Intuitively, \(\frac{\partial f}{\partial x}(a,b)\) is as the rate of change of \(f\) as we move infinitesimally from \(\mathbf{a}=(a,b)\) in the \(\mathbf{i}\) direction.
Mathematically, by the definition of the derivative of \(f\):
\[\begin{align*} \frac{\partial f}{\partial x}(a,b) &= \lim_{h \to 0} \frac{f(a+h,b) - f(a,b)}{h}\\ &=\lim_{h \to 0} \frac{f((a,b) + (h,0)) - f(a,b)}{h}\\ &=\lim_{h \to 0} \frac{f((a,b) + h(1,0)) - f(a,b)}{h}\\ &=\lim_{h \to 0} \frac{f(\mathbf{a} + h\mathbf{i}) - f(\mathbf{a})}{h} \end{align*}\]
Similarly, we have:
\[\begin{align*} \frac{\partial f}{\partial y}(a,b) = \lim_{h\to 0} \frac{f(\mathbf{a} + h\mathbf{j})-f(\mathbf{a})}{h} \end{align*}\]

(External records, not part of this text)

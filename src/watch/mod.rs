//! Filesystem watching
//!
//! Turns raw `notify` events for a watched directory into add/change/unlink
//! events carrying absolute paths.

pub mod ignore;
pub mod notifier;
pub mod scan;

pub use ignore::IgnoreMatcher;
pub use notifier::FsNotifier;
pub use scan::initial_scan;

use std::fmt;
use std::path::PathBuf;

#[derive(Debug, Clone, Copy, PartialEq, Eq, Hash)]
pub enum FsEventKind {
    Add,
    Change,
    Unlink,
}

impl fmt::Display for FsEventKind {
    fn fmt(&self, f: &mut fmt::Formatter<'_>) -> fmt::Result {
        let s = match self {
            FsEventKind::Add => "add",
            FsEventKind::Change => "change",
            FsEventKind::Unlink => "unlink",
        };
        f.write_str(s)
    }
}

#[derive(Debug, Clone, PartialEq, Eq, Hash)]
pub struct FsEvent {
    pub kind: FsEventKind,
    pub path: PathBuf,
}

impl FsEvent {
    pub fn add(path: impl Into<PathBuf>) -> Self {
        Self {
            kind: FsEventKind::Add,
            path: path.into(),
        }
    }

    pub fn change(path: impl Into<PathBuf>) -> Self {
        Self {
            kind: FsEventKind::Change,
            path: path.into(),
        }
    }

    pub fn unlink(path: impl Into<PathBuf>) -> Self {
        Self {
            kind: FsEventKind::Unlink,
            path: path.into(),
        }
    }
}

Writing partial derivatives as we have enables us to see that they are special cases of a more general type of derivative. Suppose \(\mathbf{v}\) is a unit vector in \(\mathbf{R}^2\). The quantity:
\[\begin{align*} \lim_{h \to 0} \frac{f(\mathbf{a} + h\mathbf{v}) - f(\mathbf{a})}{h} \end{align*}\]
is nothing more than the rate of change of \(f\) as we move infinitesimally from \(\mathbf{a} = (a,b)\) in the direction specified by \(\mathbf{v}=(A,B) = A\mathbf{i} + B\mathbf{j}\).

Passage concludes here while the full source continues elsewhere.